Ему хотелось слышать хорошее о себе в этот день, от этого делалось еще хуже на душе. И он снова повторил:
— Чего меня жалеть, дезертира и труса? Еще, чего доброго, от своего нахальства потребую, чтобы мне дали медаль за участие в обороне.
— Давайте, в самом деле, обедать,— сказала Александра Владимировна, видя, что Степан Федорович не в себе.
Вера принесла кастрюлю с супом. Спиридонов достал бутылку водки. Александра Владимировна и Вера отказались пить.
— Что ж, разольем по мужчинам,— сказал Степан Федорович и добавил: — А может, подождем Наталью?
И именно в это время вошла Наташа с кошелкой, стала выкладывать на стол пироги.
Степан Федорович налил полный стакан Андрееву и себе, полстакана Наталье.
Андреев проговорил:
— Вот прошлым летом мы так же пироги у Александры Владимировны на Гоголевской ели.
— Эти, наверное, ничуть не хуже прошлогодних,— сказала Александра Владимировна.
— Сколько народу было за столом, а теперь только бабушка, вы да я с папой,— сказала Вера.
— Сокрушили в Сталинграде немцев,— сказал Андреев.
— Великая победа! Дорого она людям обошлась,— сказала Александра Владимировна и добавила: — Ешьте побольше супа, в дороге долго будем питаться всухомятку, горячего не увидим.
— Да, дорога трудная,— сказал Андреев.— И посадка трудная, вокзала нет, поезда с Кавказа мимо нас транзитом на Балашов едут, народу в них полно, военные, военные. Зато хлеб белый с Кавказа везут!
Степан Федорович проговорил:
— Тучей на нас шли, а где эта туча? Победила Советская Россия.
Он подумал, что недавно еще на СталГРЭСе слышно было, как шумят немецкие танки, а сейчас их отогнали на многие сотни километров, бои идут под Белгородом, под Чугуевом, на Кубани.
И тут же он вновь заговорил о том, что нестерпимо пекло его:
— Ладно, пускай я дезертир, но кто мне выговор выносит? Пускай меня сталинградские бойцы судят.
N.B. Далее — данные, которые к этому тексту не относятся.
//! Core value types for the arena world.
//!
//! Defines team identity, agent poses, and the per-target state used by
//! observation encoding and navigation.

use std::fmt;

use glam::{Quat, Vec3};

use super::registry::EntityHandle;

/// Team identifier as assigned by the host (teams are numbered from 1).
///
/// Encoded into observations as its raw number; `0` is reserved for "none".
#[derive(Debug, Clone, Copy, PartialEq, Eq, Hash, PartialOrd, Ord)]
#[cfg_attr(feature = "serde", derive(serde::Serialize, serde::Deserialize))]
pub struct TeamId(pub u8);

impl TeamId {
    /// Indicator value meaning "no team".
    pub const NONE: TeamId = TeamId(0);

    /// False for the reserved "none" value.
    pub fn is_assigned(&self) -> bool {
        *self != Self::NONE
    }

    /// Numeric indicator used in observation vectors.
    pub fn indicator(&self) -> f32 {
        f32::from(self.0)
    }

    /// True when `other` belongs to a different team.
    pub fn is_opponent(&self, other: TeamId) -> bool {
        *self != other
    }
}

impl fmt::Display for TeamId {
    fn fmt(&self, f: &mut fmt::Formatter<'_>) -> fmt::Result {
        write!(f, "team {}", self.0)
    }
}

/// Returns the unit vector along `v`, or zero when `v` has no direction.
///
/// Zero-length and non-finite inputs both map to [`Vec3::ZERO`] so no NaN
/// can leak into an observation.
pub fn unit_or_zero(v: Vec3) -> Vec3 {
    if !v.is_finite() {
        return Vec3::ZERO;
    }
    v.try_normalize().unwrap_or(Vec3::ZERO)
}

/// Position plus yaw of an entity standing on the arena floor.
///
/// The arena is Y-up. Yaw is measured in degrees about +Y, so a yaw of
/// `θ` faces `(sin θ, 0, cos θ)` and has its right hand at
/// `(cos θ, 0, -sin θ)`.
#[derive(Debug, Clone, Copy, PartialEq)]
#[cfg_attr(feature = "serde", derive(serde::Serialize, serde::Deserialize))]
pub struct Pose {
    pub position: Vec3,
    pub yaw_degrees: f32,
}

impl Pose {
    /// Creates a new pose.
    pub fn new(position: Vec3, yaw_degrees: f32) -> Self {
        Self {
            position,
            yaw_degrees,
        }
    }

    /// World rotation of this pose.
    pub fn rotation(&self) -> Quat {
        Quat::from_rotation_y(self.yaw_degrees.to_radians())
    }

    /// Unit forward axis in world space.
    pub fn forward(&self) -> Vec3 {
        self.rotation() * Vec3::Z
    }

    /// Unit right axis in world space.
    pub fn right(&self) -> Vec3 {
        self.rotation() * Vec3::X
    }

    /// Expresses a world-space direction in this pose's local frame.
    pub fn to_local(&self, world: Vec3) -> Vec3 {
        self.rotation().inverse() * world
    }

    /// Heading in degrees, wrapped into `[0, 360)`.
    pub fn heading_degrees(&self) -> f32 {
        let wrapped = self.yaw_degrees.rem_euclid(360.0);
        // rem_euclid can round up to exactly 360 for tiny negative inputs
        if wrapped >= 360.0 {
            0.0
        } else {
            wrapped
        }
    }

    /// Euclidean distance to a world position.
    pub fn distance_to(&self, target: Vec3) -> f32 {
        self.position.distance(target)
    }

    /// Unit direction from this pose toward `target`, in the local frame.
    pub fn local_direction_to(&self, target: Vec3) -> Vec3 {
        unit_or_zero(self.to_local(target - self.position))
    }
}

impl Default for Pose {
    fn default() -> Self {
        Self::new(Vec3::ZERO, 0.0)
    }
}

/// Where a target currently is.
///
/// A target is free, carried, or resting in a base; never two at once.
#[derive(Debug, Clone, Copy, PartialEq, Eq)]
#[cfg_attr(feature = "serde", derive(serde::Serialize, serde::Deserialize))]
pub enum TargetState {
    Free,
    Carried(TeamId),
    InBase(TeamId),
}

impl TargetState {
    /// Carried-by indicator: the carrying team's number, or `0`.
    pub fn carried_indicator(&self) -> f32 {
        match self {
            TargetState::Carried(team) => team.indicator(),
            _ => 0.0,
        }
    }

    /// In-base indicator: the owning team of the base it rests in, or `0`.
    pub fn in_base_indicator(&self) -> f32 {
        match self {
            TargetState::InBase(team) => team.indicator(),
            _ => 0.0,
        }
    }

    /// True if an agent of `team` may go for this target.
    ///
    /// Carried targets and targets already in `team`'s own base are excluded.
    pub fn is_eligible_for(&self, team: TeamId) -> bool {
        match self {
            TargetState::Free => true,
            TargetState::Carried(_) => false,
            TargetState::InBase(owner) => *owner != team,
        }
    }
}

/// A target as seen in a snapshot.
#[derive(Debug, Clone, Copy, PartialEq)]
pub struct TargetDescriptor {
    pub handle: EntityHandle,
    pub position: Vec3,
    pub state: TargetState,
}

impl TargetDescriptor {
    /// Creates a new target descriptor.
    pub fn new(handle: EntityHandle, position: Vec3, state: TargetState) -> Self {
        Self {
            handle,
            position,
            state,
        }
    }
}

/// A team base. Immutable for the duration of an episode.
#[derive(Debug, Clone, Copy, PartialEq)]
pub struct BaseDescriptor {
    pub position: Vec3,
    pub team: TeamId,
}

impl BaseDescriptor {
    /// Creates a new base descriptor.
    pub fn new(position: Vec3, team: TeamId) -> Self {
        Self { position, team }
    }
}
Я перед ними во всем повинюсь.
Вера сказала:
— А возле вас, Павел Андреевич, тогда Мостовской сидел.
Но Степан Федорович перебил разговор, очень уж его пекло сегодняшнее горе. Обращаясь к дочери, он сказал:
— Позвонил я первому секретарю обкома, хотел проститься, как-никак всю оборону я единственный из всех директоров на правом берегу оставался, а помощник его, Барулин, не соединил меня, сказал: «Товарищ Пряхин с вами говорить не может. Занят». Ну что же, занят так занят.